Page MenuHomeMusing Studio

User-only visibility setting
Closed, ResolvedPublic

Description

Overview

Add a blog visibility setting that makes the blog and all posts available only to other registered users on the instance.

Background

It should be possible to run an instance in an internal environment, where writing is only shared with other registered users.

Implementation

This should be a new instance-level configuration setting, something like internal_only. If it's true, blogs and their pages should only show content when requester is authenticated as a user (owner or not) on the instance. If not authenticated, these pages will always return a 404.

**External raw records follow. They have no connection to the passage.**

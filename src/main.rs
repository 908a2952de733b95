use std::io;
use std::thread;
use std::time;
use std::time::Duration;
use std::time::Instant;

use anyhow::Context;
use crossterm::cursor;
use crossterm::event;
use crossterm::event::Event as CtEvent;
use crossterm::event::KeyCode;
use crossterm::event::KeyEvent;
use crossterm::event::KeyModifiers;
use crossterm::execute;
use crossterm::style;
use crossterm::terminal;
use glam::DVec3;
use tracing::info;
use tracing_subscriber::EnvFilter;

use facetree::ScreenSize;
use facetree::camera::Camera;
use facetree::camera::Viewport;
use facetree::config::LodConfig;
use facetree::cube::CubeSphere;
use facetree::visit::LeafRenderer;

const FRAMERATE: u32 = 60;
const FRAMETIME: time::Duration =
    time::Duration::from_millis(((1f64 / FRAMERATE as f64) * 1_000f64) as u64);

/// Anything deeper is finer than a braille dot.
const TERMINAL_MAX_DEPTH: u32 = 12;

const SPLIT_FACTOR_RANGE: (f64, f64) = (1.0, 3.0);
const SPLIT_FACTOR_STEP: f64 = 0.1;

/// Radians per key press
const TURN_STEP: f64 = 0.05;

/// Radians per second while orbiting
const ORBIT_SPEED: f64 = 0.5;

enum Event {
    MoveUp,
    MoveDown,
    MoveLeft,
    MoveRight,
    SplitUp,
    SplitDown,
    DepthUp,
    DepthDown,
    ToggleWireframe,
    ToggleOrbit,
    CamResize { cols: ScreenSize, rows: ScreenSize },
    ResetView,
    Exit,
}

fn handle_event(event: CtEvent) -> io::Result<Option<Event>> {
    match event {
        CtEvent::Key(key_event) => match key_event {
            KeyEvent {
                code: KeyCode::Char('q'),
                ..
            }
            | KeyEvent {
                code: KeyCode::Char('c'),
                modifiers: KeyModifiers::CONTROL,
                ..
            } => Ok(Some(Event::Exit)),
            KeyEvent {
                code: KeyCode::Char('h') | KeyCode::Left,
                ..
            } => Ok(Some(Event::MoveLeft)),
            KeyEvent {
                code: KeyCode::Char('j') | KeyCode::Down,
                ..
            } => Ok(Some(Event::MoveDown)),
            KeyEvent {
                code: KeyCode::Char('k') | KeyCode::Up,
                ..
            } => Ok(Some(Event::MoveUp)),
            KeyEvent {
                code: KeyCode::Char('l') | KeyCode::Right,
                ..
            } => Ok(Some(Event::MoveRight)),
            KeyEvent {
                code: KeyCode::Char('+' | '='),
                ..
            } => Ok(Some(Event::SplitUp)),
            KeyEvent {
                code: KeyCode::Char('-'),
                ..
            } => Ok(Some(Event::SplitDown)),
            KeyEvent {
                code: KeyCode::Char(']'),
                ..
            } => Ok(Some(Event::DepthUp)),
            KeyEvent {
                code: KeyCode::Char('['),
                ..
            } => Ok(Some(Event::DepthDown)),
            KeyEvent {
                code: KeyCode::Char('w'),
                ..
            } => Ok(Some(Event::ToggleWireframe)),
            KeyEvent {
                code: KeyCode::Char(' '),
                ..
            } => Ok(Some(Event::ToggleOrbit)),
            KeyEvent {
                code: KeyCode::Char('0'),
                ..
            } => Ok(Some(Event::ResetView)),
            _ => Ok(None),
        },
        CtEvent::Resize(cols, rows) => Ok(Some(Event::CamResize { cols, rows })),
        _ => Ok(None),
    }
}

/// Everything the sliders and keys of the demo control.
struct Demo {
    config: LodConfig,
    initial: LodConfig,
    yaw: f64,
    pitch: f64,
    orbit: bool,
    wireframe: bool,
}

impl Demo {
    fn new(config: LodConfig) -> Self {
        Self {
            initial: config.clone(),
            config,
            yaw: 0.0,
            pitch: 0.3,
            orbit: true,
            wireframe: true,
        }
    }

    fn focus(&self) -> DVec3 {
        let (sy, cy) = self.yaw.sin_cos();
        let (sp, cp) = self.pitch.sin_cos();

        DVec3::new(cp * cy, sp, cp * sy)
    }

    fn apply(&mut self, event: Event) {
        let (lo, hi) = SPLIT_FACTOR_RANGE;
        let limit = std::f64::consts::FRAC_PI_2 - TURN_STEP;

        match event {
            Event::MoveUp => self.pitch = (self.pitch + TURN_STEP).min(limit),
            Event::MoveDown => self.pitch = (self.pitch - TURN_STEP).max(-limit),
            Event::MoveLeft => self.yaw -= TURN_STEP,
            Event::MoveRight => self.yaw += TURN_STEP,
            Event::SplitUp => {
                self.config.split_factor = (self.config.split_factor + SPLIT_FACTOR_STEP).min(hi)
            }
            Event::SplitDown => {
                self.config.split_factor = (self.config.split_factor - SPLIT_FACTOR_STEP).max(lo)
            }
            Event::DepthUp => {
                self.config.max_depth = (self.config.max_depth + 1).min(TERMINAL_MAX_DEPTH)
            }
            Event::DepthDown => self.config.max_depth = self.config.max_depth.saturating_sub(1),
            Event::ToggleWireframe => self.wireframe = !self.wireframe,
            Event::ToggleOrbit => self.orbit = !self.orbit,
            Event::ResetView => *self = Self::new(self.initial.clone()),
            Event::CamResize { .. } | Event::Exit => {}
        }
    }
}

/// Pull depth and split factor into the ranges the keys step through.
fn fit_terminal(mut config: LodConfig) -> LodConfig {
    let (lo, hi) = SPLIT_FACTOR_RANGE;

    config.max_depth = config.max_depth.min(TERMINAL_MAX_DEPTH);
    config.split_factor = config.split_factor.clamp(lo, hi);
    config
}

fn camera_for(cols: ScreenSize, rows: ScreenSize) -> Camera {
    // leave one row for the status line
    let rows = rows.saturating_sub(1).max(1);

    Camera::new(2 * cols as usize, 4 * rows as usize)
}

fn draw(cam: &mut Camera, sphere: &CubeSphere, wireframe: bool) {
    let tile = (cam.width() / 4).min(cam.height() / 3) as i64;

    cam.reset();

    let mut leaves = LeafRenderer::new(cam).wireframe(wireframe);

    sphere.visit(&mut leaves, |r, face, tree| {
        r.renderer
            .set_viewport(Viewport::cube_cross(face, tree.bounds(), tile));
    });
}

fn run(mut demo: Demo) -> anyhow::Result<()> {
    let mut stdout = io::stdout();

    let (cols, rows) = terminal::size()?;
    let mut cam = camera_for(cols, rows);
    let start = Instant::now();
    let mut last = start;

    loop {
        let t = time::SystemTime::now();

        // Poll event for as long as FRAMETIME
        let (dt, event) = if event::poll(FRAMETIME)? {
            let event = event::read()?;

            let event = handle_event(event)?;
            let dt = t.elapsed()?;

            (dt, event)
        } else {
            (Duration::ZERO, None)
        };

        match event {
            None => {}
            Some(Event::Exit) => break,
            Some(Event::CamResize { cols, rows }) => {
                cam = camera_for(cols, rows);
            }
            Some(event) => demo.apply(event),
        }

        let now = Instant::now();
        if demo.orbit {
            demo.yaw += ORBIT_SPEED * (now - last).as_secs_f64();
        }
        last = now;

        let sphere = CubeSphere::build(&demo.config, demo.focus())?;
        draw(&mut cam, &sphere, demo.wireframe);
        let s = cam.render();

        execute!(
            stdout,
            terminal::Clear(terminal::ClearType::All),
            cursor::MoveTo(0, 0),
        )?;

        for line in s.lines() {
            execute!(stdout, style::Print(line), cursor::MoveToNextLine(1))?;
        }

        execute!(
            stdout,
            style::Print(format!(
                "k={:.1} depth={} leaves={} {}",
                demo.config.split_factor,
                demo.config.max_depth,
                sphere.leaf_count(),
                if demo.orbit { "orbit" } else { "manual" },
            ))
        )?;

        let time_left = FRAMETIME.saturating_sub(dt);
        thread::sleep(time_left);
    }

    Ok(())
}

fn main() -> anyhow::Result<()> {
    tracing_subscriber::fmt()
        .with_env_filter(EnvFilter::try_from_default_env().unwrap_or_else(|_| EnvFilter::new("warn")))
        .with_writer(io::stderr)
        .init();

    let config = match std::env::args().nth(1) {
        Some(s) => s.parse::<LodConfig>().context("Invalid config string")?,
        None => LodConfig::default(),
    };
    let config = fit_terminal(config);

    info!(?config, "starting");

    terminal::enable_raw_mode()?;
    let res = run(Demo::new(config));
    terminal::disable_raw_mode()?;

    res
}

This setting should be checked:

  • On the web
  • Via the API

Also when true:

  • Posts should never federate
  • Public stats should never show

Event Timeline

matt triaged this task as High priority.May 4 2019, 1:00 PM
matt created this task.

@agd Working on this now. I started off making it so that when a user is unauthenticated, all blogs and posts return a 404 (to not reveal the existence of any blog). But I'm wondering if it'd be better to send a user to the login page, instead, for better convenience. If so, we could still obscure existence of individual blogs by simply sending all routes to the login page when unauthenticated. This could be the same for the API -- all routes would just require authentication.

What do you think?

So this is likely a comment that is more meta than the ticket itself, but I think that I'd like the "story" to be something like:

Overall Goals

  • should not "leak" presence of things via URL/API like username, or other identifiable things like "title"
  • should always redirect users to either an instance "splash" page or the login page.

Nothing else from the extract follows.